Questions de société

"Un permis de piller ? Une erreur d’interprétation au sujet de la mission Dakar-Djibouti", par Julien Bondaz (laviedesidees.fr)

Publié le par Marc Escola

Un permis de piller ? Une erreur d’interprétation au sujet de la mission Dakar-Djibouti

par Julien Bondaz, en ligne le 22 avril sur laviedesidees.fr

"Du 15 avril au 14 septembre 2025, le musée du quai Branly-Jacques Chirac consacre une exposition à la mission ethnographique et linguistique Dakar-Djibouti, expédition collective qui traversa l’Afrique d’ouest en est entre 1931 et 1933, sous la direction de l’ethnologue Marcel Griaule. Cette mission, considérée comme fondatrice de l’ethnologie professionnelle française, est aussi connue pour avoir rapporté en France environ 3600 objets, dont plusieurs dizaines ont été volés. Michel Leiris, recruté comme secrétaire-archiviste par Griaule, a raconté dans son journal (publié sous le titre L’Afrique fantôme en 1934) quelques-uns de ces vols, les plus sacrilèges, concernant des statues ou des masques conservés dans des sanctuaires, notamment au Mali (à l’époque Soudan français). L’exposition organisée par le musée du quai Branly-Jacques Chirac, aujourd’hui détenteur de l’immense majorité de ces objets, est intitulée « Mission Dakar-Djibouti (1931-1933) : contre-enquêtes » [1]. Elle documente de façon la plus précise possible les conditions d’acquisition (et donc, pour partie, de pillage) de ces collections. Elle s’inscrit ainsi pleinement dans le cadre des débats actuels au sujet de la restitution des biens culturels spoliés aux sociétés africaines.

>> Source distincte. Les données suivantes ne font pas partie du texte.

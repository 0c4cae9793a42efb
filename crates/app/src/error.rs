use serde::Serialize;
use thiserror::Error;

#[derive(Debug, Error)]
pub enum AppError {
    #[error("db error: {0}")]
    Db(#[from] usage_db::DbError),
    #[error("ingest error: {0}")]
    Ingest(#[from] ingest::IngestError),
    #[error("{0}")]
    InvalidInput(String),
    #[error("{0}")]
    NotFound(String),
}

pub type Result<T> = std::result::Result<T, AppError>;

#[derive(Debug, Serialize)]
pub struct ApiError {
    pub status: u16,
    pub message: String,
    #[serde(skip_serializing_if = "Option::is_none")]
    pub code: Option<String>,
}

impl From<AppError> for ApiError {
    fn from(err: AppError) -> Self {
        let (status, code) = match &err {
            AppError::InvalidInput(_) => (400, Some("invalid_input".to_string())),
            AppError::NotFound(_) => (404, Some("not_found".to_string())),
            AppError::Ingest(ingest::IngestError::Config(_)) => {
                (503, Some("telemetry_not_configured".to_string()))
            }
            AppError::Db(_) | AppError::Ingest(_) => (500, None),
        };
        Self {
            status,
            message: err.to_string(),
            code,
        }
    }
}
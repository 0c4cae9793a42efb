pub mod app;
pub mod config;
pub mod error;
pub mod services;
pub mod util;

pub use app::{AppConfig, AppState, setup_db};
pub use config::{CostParams, HistoryParams, ImportRunParams, RequestParams};
pub use error::{ApiError, AppError, Result};
pub use services::{AnalyticsService, AppServices, ImportService};
pub use util::time::{resolve_cost_range, resolve_request_bound};
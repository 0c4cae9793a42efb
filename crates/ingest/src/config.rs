use serde::{Deserialize, Serialize};

use crate::types::{IngestError, Result};

pub const DEFAULT_TIMEOUT_SECS: u64 = 30;

fn default_timeout_secs() -> u64 {
    DEFAULT_TIMEOUT_SECS
}

/// Upstream host and credentials. Fields may be absent at load time; the client checks them.
#[derive(Debug, Clone, PartialEq, Eq, Serialize, Deserialize)]
pub struct TelemetrySettings {
    #[serde(default)]
    pub host: Option<String>,
    #[serde(default)]
    pub public_key: Option<String>,
    #[serde(default)]
    pub secret_key: Option<String>,
    #[serde(default = "default_timeout_secs")]
    pub timeout_secs: u64,
}

impl Default for TelemetrySettings {
    fn default() -> Self {
        Self {
            host: None,
            public_key: None,
            secret_key: None,
            timeout_secs: DEFAULT_TIMEOUT_SECS,
        }
    }
}

pub(crate) struct Credentials {
    pub host: String,
    pub public_key: String,
    pub secret_key: String,
}

impl TelemetrySettings {
    pub fn is_configured(&self) -> bool {
        self.credentials().is_ok()
    }

    pub(crate) fn credentials(&self) -> Result<Credentials> {
        let fields = [
            ("host", self.host.as_deref()),
            ("public_key", self.public_key.as_deref()),
            ("secret_key", self.secret_key.as_deref()),
        ];
        let missing: Vec<&str> = fields
            .iter()
            .filter(|(_, value)| value.map(str::trim).unwrap_or_default().is_empty())
            .map(|(name, _)| *name)
            .collect();
        if !missing.is_empty() {
            return Err(IngestError::Config(missing.join(", ")));
        }
        let value =
            |field: &Option<String>| field.as_deref().unwrap_or_default().trim().to_string();
        Ok(Credentials {
            host: value(&self.host).trim_end_matches('/').to_string(),
            public_key: value(&self.public_key),
            secret_key: value(&self.secret_key),
        })
    }
}

#[cfg(test)]
mod tests {
    use super::*;

    #[test]
    fn credentials_report_every_missing_field() {
        let settings = TelemetrySettings {
            host: Some("https://cloud.example.com".to_string()),
            public_key: Some("   ".to_string()),
            ..TelemetrySettings::default()
        };
        let err = settings.credentials().err().expect("missing fields");
        assert!(
            matches!(err, IngestError::Config(ref fields) if fields == "public_key, secret_key")
        );
        assert!(!settings.is_configured());
    }

    #[test]
    fn credentials_trim_trailing_slash_from_host() {
        let settings = TelemetrySettings {
            host: Some("https://cloud.example.com/".to_string()),
            public_key: Some("pk".to_string()),
            secret_key: Some("sk".to_string()),
            ..TelemetrySettings::default()
        };
        let credentials = settings.credentials().expect("configured");
        assert_eq!(credentials.host, "https://cloud.example.com");
    }
}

Or, il existe un document qui a longtemps paru justifier, au nom de la science, les vols commis par Griaule et son équipe : un « permis de capture scientifique » accordé par le ministère des Colonies, dont l’existence a été révélée par Jean Jamin, l’un des premiers historiens de l’ethnologie française et qui fut également l’exécuteur testamentaire de Leiris. Ce permis est depuis devenu l’un des symboles du pillage des objets africains durant la période coloniale et de la part la plus sombre de l’histoire de l’ethnologie française. Tout récemment encore, il a été présenté comme « l’expression la plus flagrante » des dépossessions et des spoliations dont ont été victimes les sociétés colonisées [2]. Pourtant, cette interprétation est totalement erronée : le permis de capture scientifique accordé à la mission Dakar-Djibouti ne concerne aucunement les collections d’objets. Corriger cette erreur maintes fois répétée ne revient évidemment pas à occulter les vols commis par Griaule et son équipe. Au contraire, retracer son origine et comprendre son succès permet d’apporter de nouveaux éléments de compréhension à leur sujet. […]"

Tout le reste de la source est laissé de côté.